DATA LISTING:
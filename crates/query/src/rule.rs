//! Triple-pattern rules: the building blocks of a query.

use std::fmt;

use factdb_core::{EntityId, Value};

use crate::var::Var;

/// One slot of a rule: either a concrete value or a logic variable.
#[derive(Debug, Clone, PartialEq)]
pub enum Term {
    /// A bound, concrete value.
    Value(Value),
    /// An unbound variable to be matched.
    Var(Var),
}

impl Term {
    /// The variable in this slot, if it holds one.
    pub fn as_var(&self) -> Option<&Var> {
        match self {
            Term::Var(var) => Some(var),
            Term::Value(_) => None,
        }
    }

    /// The concrete value in this slot, if it holds one.
    pub fn as_value(&self) -> Option<&Value> {
        match self {
            Term::Value(value) => Some(value),
            Term::Var(_) => None,
        }
    }
}

impl From<Var> for Term {
    fn from(var: Var) -> Self {
        Term::Var(var)
    }
}

impl From<&Var> for Term {
    fn from(var: &Var) -> Self {
        Term::Var(var.clone())
    }
}

impl From<Value> for Term {
    fn from(value: Value) -> Self {
        Term::Value(value)
    }
}

impl From<&str> for Term {
    fn from(s: &str) -> Self {
        Term::Value(Value::String(s.to_string()))
    }
}

impl From<String> for Term {
    fn from(s: String) -> Self {
        Term::Value(Value::String(s))
    }
}

impl From<i64> for Term {
    fn from(n: i64) -> Self {
        Term::Value(Value::Int(n))
    }
}

impl From<u64> for Term {
    fn from(n: u64) -> Self {
        Term::Value(Value::UInt(n))
    }
}

impl From<bool> for Term {
    fn from(b: bool) -> Self {
        Term::Value(Value::Bool(b))
    }
}

impl From<EntityId> for Term {
    fn from(id: EntityId) -> Self {
        Term::Value(Value::Ref(id))
    }
}

impl fmt::Display for Term {
    fn fmt(&self, f: &mut fmt::Formatter<'_>) -> fmt::Result {
        match self {
            Term::Value(value) => write!(f, "{value}"),
            Term::Var(var) => write!(f, "?{var}"),
        }
    }
}

/// A (subject, predicate, object) pattern matched against stored facts.
///
/// Any slot may be a [`Var`]; bound slots constrain the match. A bound
/// subject is an entity: pass a `u64`, an [`EntityId`], or an ident name
/// (resolved against the database at execution time).
///
/// # Example
///
/// ```ignore
/// let person = Var::named("p");
/// let rule = Rule::new(&person, "name", "Fred");
/// ```
#[derive(Debug, Clone, PartialEq)]
pub struct Rule {
    subject: Term,
    predicate: Term,
    object: Term,
}

impl Rule {
    /// Creates a rule from its three slots.
    pub fn new(
        subject: impl Into<Term>,
        predicate: impl Into<Term>,
        object: impl Into<Term>,
    ) -> Self {
        Rule {
            subject: subject.into(),
            predicate: predicate.into(),
            object: object.into(),
        }
    }

    /// The subject slot.
    pub fn subject(&self) -> &Term {
        &self.subject
    }

    /// The predicate slot.
    pub fn predicate(&self) -> &Term {
        &self.predicate
    }

    /// The object slot.
    pub fn object(&self) -> &Term {
        &self.object
    }

    pub(crate) fn with_subject(&self, subject: Term) -> Rule {
        Rule {
            subject,
            predicate: self.predicate.clone(),
            object: self.object.clone(),
        }
    }
}

impl fmt::Display for Rule {
    fn fmt(&self, f: &mut fmt::Formatter<'_>) -> fmt::Result {
        write!(f, "({} {} {})", self.subject, self.predicate, self.object)
    }
}

// ========================================
// Tests
// ========================================
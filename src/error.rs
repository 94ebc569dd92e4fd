use std::path::PathBuf;

use thiserror::Error;

#[derive(Error, Debug)]
pub enum PaylensError {
    #[error("IO error: {0}")]
    Io(#[from] std::io::Error),

    #[error("CSV error: {0}")]
    Csv(#[from] csv::Error),

    #[error("JSON error: {0}")]
    Json(#[from] serde_json::Error),

    #[error("Required column '{column}' not found in {}", .path.display())]
    MissingColumn { column: String, path: PathBuf },

    #[error("Could not decode {} as {encoding}", .path.display())]
    Decode { encoding: String, path: PathBuf },

    #[error("Unknown encoding: {0} (expected utf-8 or latin-1)")]
    UnknownEncoding(String),

    #[error("Unknown interval: {0} (expected 10m, 15m, 30m, 1h or 2h)")]
    UnknownInterval(String),

    #[error("Unknown weekday: {0}")]
    UnknownWeekday(String),

    #[error("Invalid date: {0} (expected YYYY-MM-DD)")]
    InvalidDate(String),

    #[error("Invalid range: {0}")]
    InvalidRange(String),

    #[error("Settings error: {0}")]
    Settings(String),
}

pub type Result<T> = std::result::Result<T, PaylensError>;
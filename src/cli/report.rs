use chrono::{NaiveDate, Weekday};
use colored::Colorize;
use comfy_table::{Cell, Table};
use serde::Serialize;
use tracing::info;

use crate::aggregate::{
    parse_weekday, purchases_over_time, weekday_profile, Bucket, Interval, WeekdayProfile,
};
use crate::cli::{FilterArgs, Source};
use crate::error::Result;
use crate::filter::{apply, Resolved, Selection};
use crate::fmt::{money, number};
use crate::models::{weekday_name, Table as TransactionTable, Transaction};

pub const NO_DATA: &str = "No data available for the selected filters.";

pub fn no_weekday_data(day: Weekday) -> String {
    format!("No data available for {}s within the selected date range.", weekday_name(day))
}

/// Run the filter chain for a selection.
pub fn run_filters<'a>(
    table: &'a TransactionTable,
    selection: &Selection,
    source: &Source,
) -> (Resolved, Vec<&'a Transaction>) {
    let resolved = selection.resolve(table, source.carrier_scope);
    let filtered = apply(&table.records, &resolved.params);
    info!(matched = filtered.len(), total = table.records.len(), "applied filters");
    (resolved, filtered)
}

/// One-line summary of the active filters.
pub fn describe(resolved: &Resolved, matched: usize) -> String {
    let p = &resolved.params;
    let open_date = |d: NaiveDate| {
        if d == NaiveDate::MIN || d == NaiveDate::MAX {
            "any".to_string()
        } else {
            d.to_string()
        }
    };
    let open_money = |v: f64| if v.is_finite() { money(v) } else { "any".to_string() };
    let dates = p
        .dates
        .map(|b| format!("{} to {}", open_date(b.min), open_date(b.max)))
        .unwrap_or_else(|| "any".to_string());
    let amounts = p
        .amounts
        .map(|b| format!("{} to {}", open_money(b.min), open_money(b.max)))
        .unwrap_or_else(|| "any".to_string());
    format!(
        "Brand: {} | Dates: {} | Hours: {}-{} | Amount: {} | Carriers: {} of {} | Services: {} of {} | Matching: {}",
        p.brand,
        dates,
        p.hours.min,
        p.hours.max,
        amounts,
        p.carriers.len(),
        resolved.options.carriers.len(),
        p.services.len(),
        resolved.offered_services.len(),
        number(matched),
    )
}

// ---------------------------------------------------------------------------
// Timeline
// ---------------------------------------------------------------------------

#[derive(Serialize)]
struct TimelineReport<'a> {
    brand: String,
    interval: Interval,
    matched: usize,
    buckets: &'a [Bucket],
}

pub fn timeline(
    source: &Source,
    filters: &FilterArgs,
    interval: Option<Interval>,
    json: bool,
) -> Result<()> {
    let table = source.load()?;
    let selection = filters.selection()?;
    let interval = interval.unwrap_or(source.default_interval);
    let (resolved, filtered) = run_filters(&table, &selection, source);
    let buckets = purchases_over_time(&filtered, interval);

    if json {
        let report = TimelineReport {
            brand: resolved.params.brand.to_string(),
            interval,
            matched: filtered.len(),
            buckets: &buckets,
        };
        println!("{}", serde_json::to_string_pretty(&report)?);
    } else {
        println!("{}", describe(&resolved, filtered.len()));
        println!("{}", format_timeline(&buckets, interval));
    }
    Ok(())
}

pub fn format_timeline(buckets: &[Bucket], interval: Interval) -> String {
    if buckets.is_empty() {
        return NO_DATA.yellow().to_string();
    }
    let mut table = Table::new();
    table.set_header(vec![format!("Interval start ({interval})"), "Purchases".to_string()]);
    for b in buckets {
        table.add_row(vec![
            Cell::new(b.start.format("%Y-%m-%d %H:%M")),
            Cell::new(number(b.count)),
        ]);
    }
    let total: usize = buckets.iter().map(|b| b.count).sum();
    table.add_row(vec![Cell::new("Total".bold()), Cell::new(number(total))]);
    table.to_string()
}

// ---------------------------------------------------------------------------
// Weekday
// ---------------------------------------------------------------------------

#[derive(Serialize)]
struct WeekdayReport<'a> {
    brand: String,
    matched: usize,
    profile: &'a WeekdayProfile,
}

pub fn weekday(source: &Source, filters: &FilterArgs, day: &str, json: bool) -> Result<()> {
    let day = parse_weekday(day)?;
    let table = source.load()?;
    let selection = filters.selection()?;
    let (resolved, filtered) = run_filters(&table, &selection, source);
    let profile = weekday_profile(&filtered, day, resolved.date_span());

    if json {
        let report = WeekdayReport {
            brand: resolved.params.brand.to_string(),
            matched: filtered.len(),
            profile: &profile,
        };
        println!("{}", serde_json::to_string_pretty(&report)?);
    } else {
        println!("{}", describe(&resolved, filtered.len()));
        println!("{}", format_weekday(&profile, day));
    }
    Ok(())
}

pub fn format_weekday(profile: &WeekdayProfile, day: Weekday) -> String {
    if profile.is_empty() {
        return no_weekday_data(day).yellow().to_string();
    }
    let mut table = Table::new();
    table.set_header(vec!["Time of day", "Purchases", "Avg per day"]);
    for slot in &profile.slots {
        table.add_row(vec![
            Cell::new(slot.time.format("%H:%M")),
            Cell::new(number(slot.count)),
            Cell::new(format!("{:.2}", slot.average)),
        ]);
    }
    format!(
        "{}s across {} day(s)\n{table}",
        profile.weekday,
        number(profile.days)
    )
}
/// Format a float as a dollar amount with thousands separators: $1,234.56
pub fn money(val: f64) -> String {
    let negative = val < 0.0;
    let cents = format!("{:.2}", val.abs());
    let (int_part, dec_part) = cents.split_once('.').unwrap_or((cents.as_str(), "00"));
    if negative {
        format!("-${}.{dec_part}", group_thousands(int_part))
    } else {
        format!("${}.{dec_part}", group_thousands(int_part))
    }
}

/// Format a count with thousands separators: 12,345
pub fn number(n: usize) -> String {
    group_thousands(&n.to_string())
}

fn group_thousands(digits: &str) -> String {
    let mut with_commas = String::new();
    for (i, c) in digits.chars().rev().enumerate() {
        if i > 0 && i % 3 == 0 {
            with_commas.push(',');
        }
        with_commas.push(c);
    }
    with_commas.chars().rev().collect()
}

#[cfg(test)]
mod tests {
    use super::*;

    #[test]
    fn test_money_formatting() {
        assert_eq!(money(1234.56), "$1,234.56");
        assert_eq!(money(-500.00), "-$500.00");
        assert_eq!(money(0.0), "$0.00");
        assert_eq!(money(1000000.99), "$1,000,000.99");
        assert_eq!(money(42.10), "$42.10");
    }

    #[test]
    fn test_number_formatting() {
        assert_eq!(number(0), "0");
        assert_eq!(number(999), "999");
        assert_eq!(number(12345), "12,345");
        assert_eq!(number(1000000), "1,000,000");
    }
}
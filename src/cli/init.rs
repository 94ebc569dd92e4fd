use std::path::PathBuf;

use crate::aggregate::Interval;
use crate::cli::SourceArgs;
use crate::error::{PaylensError, Result};
use crate::loader::load_transactions;
use crate::settings::{load_settings, save_settings, shellexpand_path};

pub fn run(path: &str, interval: Option<Interval>, source: &SourceArgs) -> Result<()> {
    let resolved = PathBuf::from(shellexpand_path(path));
    if !resolved.is_file() {
        return Err(PaylensError::Settings(format!(
            "No payment file found at {}",
            resolved.display()
        )));
    }

    let mut settings = load_settings();
    settings.data_file = resolved.to_string_lossy().to_string();
    if let Some(encoding) = source.encoding {
        settings.encoding = encoding;
    }
    if let Some(column) = &source.timestamp_column {
        settings.timestamp_column = column.clone();
    }
    if let Some(scope) = source.carrier_scope {
        settings.carrier_scope = scope;
    }
    if let Some(interval) = interval {
        settings.default_interval = interval;
    }

    // Refuse to save a file the dashboard could not open.
    let table = load_transactions(&resolved, &settings.load_options())?;

    let settings_path = save_settings(&settings)?;
    println!(
        "Using {} ({} rows, {})",
        resolved.display(),
        table.records.len(),
        settings.encoding
    );
    println!("Saved settings to {}", settings_path.display());
    Ok(())
}
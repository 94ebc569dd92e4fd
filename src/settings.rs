use std::path::PathBuf;

use serde::{Deserialize, Serialize};

use crate::aggregate::Interval;
use crate::error::{PaylensError, Result};
use crate::filter::CarrierScope;
use crate::loader::{Encoding, LoadOptions, DEFAULT_TIMESTAMP_COLUMN};

#[derive(Debug, Clone, Serialize, Deserialize)]
pub struct Settings {
    #[serde(default = "default_data_file")]
    pub data_file: String,
    #[serde(default)]
    pub encoding: Encoding,
    #[serde(default = "default_timestamp_column")]
    pub timestamp_column: String,
    #[serde(default)]
    pub carrier_scope: CarrierScope,
    #[serde(default)]
    pub default_interval: Interval,
}

fn default_data_file() -> String {
    dirs::home_dir()
        .unwrap_or_else(|| PathBuf::from("."))
        .join("Documents")
        .join("PaymentData.csv")
        .to_string_lossy()
        .to_string()
}

fn default_timestamp_column() -> String {
    DEFAULT_TIMESTAMP_COLUMN.to_string()
}

impl Default for Settings {
    fn default() -> Self {
        Self {
            data_file: default_data_file(),
            encoding: Encoding::default(),
            timestamp_column: default_timestamp_column(),
            carrier_scope: CarrierScope::default(),
            default_interval: Interval::default(),
        }
    }
}

impl Settings {
    pub fn load_options(&self) -> LoadOptions {
        LoadOptions {
            encoding: self.encoding,
            timestamp_column: self.timestamp_column.clone(),
        }
    }
}

pub fn config_dir() -> PathBuf {
    dirs::home_dir()
        .unwrap_or_else(|| PathBuf::from("."))
        .join(".config")
        .join("paylens")
}

fn settings_path() -> PathBuf {
    config_dir().join("settings.json")
}

pub fn log_path() -> PathBuf {
    config_dir().join("paylens.log")
}

pub fn load_settings() -> Settings {
    let path = settings_path();
    if path.exists() {
        let content = std::fs::read_to_string(&path).unwrap_or_default();
        serde_json::from_str(&content).unwrap_or_default()
    } else {
        Settings::default()
    }
}

pub fn save_settings(settings: &Settings) -> Result<PathBuf> {
    let dir = config_dir();
    std::fs::create_dir_all(&dir)?;
    let json = serde_json::to_string_pretty(settings)
        .map_err(|e| PaylensError::Settings(e.to_string()))?;
    let path = settings_path();
    std::fs::write(&path, format!("{json}\n"))?;
    Ok(path)
}

pub fn shellexpand_path(path: &str) -> String {
    if path.starts_with('~') {
        if let Some(home) = dirs::home_dir() {
            return path.replacen('~', &home.to_string_lossy(), 1);
        }
    }
    std::fs::canonicalize(path)
        .unwrap_or_else(|_| PathBuf::from(path))
        .to_string_lossy()
        .to_string()
}
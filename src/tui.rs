use ratatui::style::{Color, Modifier, Style};
use ratatui::text::{Line, Span};

pub const HEADER_STYLE: Style = Style::new()
    .fg(Color::Yellow)
    .add_modifier(Modifier::BOLD);

pub const FOOTER_STYLE: Style = Style::new().fg(Color::DarkGray);

pub const WARNING_STYLE: Style = Style::new().fg(Color::Yellow);

pub const FOCUS_STYLE: Style = Style::new()
    .bg(Color::Rgb(40, 40, 60))
    .add_modifier(Modifier::BOLD);

pub const SERIES_STYLE: Style = Style::new().fg(Color::Rgb(80, 180, 240));

pub const BOLD: Style = Style::new().add_modifier(Modifier::BOLD);

/// Wrap text to a given width. Returns (wrapped_string, line_count).
pub fn wrap_text(text: &str, width: usize) -> (String, u16) {
    if width == 0 {
        return (text.to_string(), 1);
    }
    let wrapped = textwrap::fill(text, width);
    let lines = wrapped.lines().count().max(1) as u16;
    (wrapped, lines)
}

/// Yellow warning lines, wrapped to `width`, for an empty chart.
pub fn warning_lines(text: &str, width: usize) -> Vec<Line<'static>> {
    let (wrapped, _) = wrap_text(text, width);
    wrapped
        .lines()
        .map(|l| Line::from(Span::styled(format!(" {l}"), WARNING_STYLE)))
        .collect()
}

/// A sidebar row: focus marker, fixed-width label, value.
pub fn control_line(label: &str, value: String, focused: bool) -> Line<'static> {
    let marker = if focused { ">" } else { " " };
    let style = if focused { FOCUS_STYLE } else { Style::default() };
    Line::from(vec![
        Span::styled(format!("{marker} {label:<11}"), style),
        Span::styled(value, style),
    ])
}

/// Rows `[start, end)` of a list of `len` rows to show in `height` lines so
/// that `cursor` stays visible.
pub fn list_window(len: usize, cursor: usize, height: usize) -> (usize, usize) {
    if height == 0 || len == 0 {
        return (0, 0);
    }
    if len <= height {
        return (0, len);
    }
    let start = cursor.saturating_sub(height / 2).min(len - height);
    (start, start + height)
}

/// Restore the terminal before the default panic output runs.
pub fn install_panic_hook() {
    let hook = std::panic::take_hook();
    std::panic::set_hook(Box::new(move |info| {
        ratatui::restore();
        hook(info);
    }));
}

#[cfg(test)]
mod tests {
    use super::*;

    #[test]
    fn test_wrap_text() {
        let (wrapped, lines) = wrap_text("No data available for the selected filters.", 20);
        assert!(lines >= 2);
        assert!(wrapped.lines().all(|l| l.len() <= 20));
        assert_eq!(wrap_text("abc", 0), ("abc".to_string(), 1));
    }

    #[test]
    fn test_list_window_keeps_cursor_visible() {
        assert_eq!(list_window(3, 2, 10), (0, 3));
        assert_eq!(list_window(20, 0, 5), (0, 5));
        assert_eq!(list_window(20, 10, 5), (8, 13));
        assert_eq!(list_window(20, 19, 5), (15, 20));
        assert_eq!(list_window(0, 0, 5), (0, 0));
    }
}
const CONTROLS: [Control; 11] = [
    Control::Brand,
    Control::FromDate,
    Control::ToDate,
    Control::HourMin,
    Control::HourMax,
    Control::AmountMin,
    Control::AmountMax,
    Control::Interval,
    Control::Weekday,
    Control::Carriers,
    Control::Services,
];

/// Everything drawn on screen, recomputed from scratch after each change.
struct View {
    resolved: Resolved,
    matched: usize,
    timeline: Vec<Bucket>,
    profile: WeekdayProfile,
}

pub struct Dashboard {
    table: Table,
    scope: CarrierScope,
    brand_labels: Vec<String>,
    selection: Selection,
    interval: Interval,
    weekday: Weekday,
    focus: usize,
    carrier_cursor: usize,
    service_cursor: usize,
    view: View,
    status_message: Option<String>,
}
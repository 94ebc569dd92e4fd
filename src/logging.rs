use std::path::Path;

use tracing_appender::non_blocking::WorkerGuard;
use tracing_subscriber::{fmt, layer::SubscriberExt, util::SubscriberInitExt, EnvFilter, Layer};

fn env_filter() -> EnvFilter {
    EnvFilter::try_from_default_env().unwrap_or_else(|_| EnvFilter::new("warn"))
}

/// Log to stderr. Used by the non-interactive commands.
pub fn init_stderr() {
    let layer = fmt::layer()
        .with_target(true)
        .with_writer(std::io::stderr)
        .with_filter(env_filter());
    let _ = tracing_subscriber::registry().with(layer).try_init();
}

/// Log to a file so the terminal UI is left alone. Keep the guard alive
/// until exit or buffered lines are lost.
pub fn init_file(path: &Path) -> Option<WorkerGuard> {
    let dir = path.parent()?;
    let name = path.file_name()?;
    if std::fs::create_dir_all(dir).is_err() {
        return None;
    }
    let appender = tracing_appender::rolling::never(dir, name);
    let (writer, guard) = tracing_appender::non_blocking(appender);
    let layer = fmt::layer()
        .with_ansi(false)
        .with_writer(writer)
        .with_filter(env_filter());
    tracing_subscriber::registry().with(layer).try_init().ok()?;
    Some(guard)
}
// LLM abstraction layer

pub mod provider;
pub mod openai;
pub mod groq;
pub mod gemini;

pub use provider::*;
pub use crate::types::*;
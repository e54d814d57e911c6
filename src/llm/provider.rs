use async_trait::async_trait;
use crate::config::LLMConfig;
use crate::types::{AppError, AppResult, LLMRequest, LLMResponse};

/// Chat-completion client contract shared by every agent. Concrete
/// providers (Groq, Gemini, any OpenAI-compatible endpoint) and test
/// doubles all implement this; agents receive it by injection and never
/// know which backend they are talking to.
#[async_trait]
pub trait ChatClient: Send + Sync {
    async fn create_chat_completion(&self, request: &LLMRequest) -> AppResult<LLMResponse>;
}

pub struct LLM {
    adapter: Box<dyn ChatClient>,
}

impl LLM {
    /// Select the adapter by provider name from the config.
    pub fn from_config(config: &LLMConfig) -> AppResult<Self> {
        let api_key = config.active_api_key().unwrap_or_default();
        let adapter: Box<dyn ChatClient> = match config.provider.as_str() {
            "groq" => Box::new(crate::llm::groq::GroqAdapter::new(
                &api_key,
                config.timeout_secs,
            )?),
            "gemini" => Box::new(crate::llm::gemini::GeminiAdapter::new(
                &api_key,
                config.timeout_secs,
            )?),
            // Any OpenAI-compatible endpoint, base URL from config
            "openai" | "openai-compatible" => {
                Box::new(crate::llm::openai::OpenAICompatAdapter::new(
                    &api_key,
                    config.api_base.as_deref(),
                    config.timeout_secs,
                )?)
            }
            other => {
                return Err(AppError::Config(format!(
                    "unsupported LLM provider: {}",
                    other
                )))
            }
        };

        Ok(Self { adapter })
    }
}

#[async_trait]
impl ChatClient for LLM {
    async fn create_chat_completion(&self, request: &LLMRequest) -> AppResult<LLMResponse> {
        self.adapter.create_chat_completion(request).await
    }
}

TASK INSTRUCTIONS:
Find how many lines above include "matched", then write only that count.

EXERCISE RESULT:
10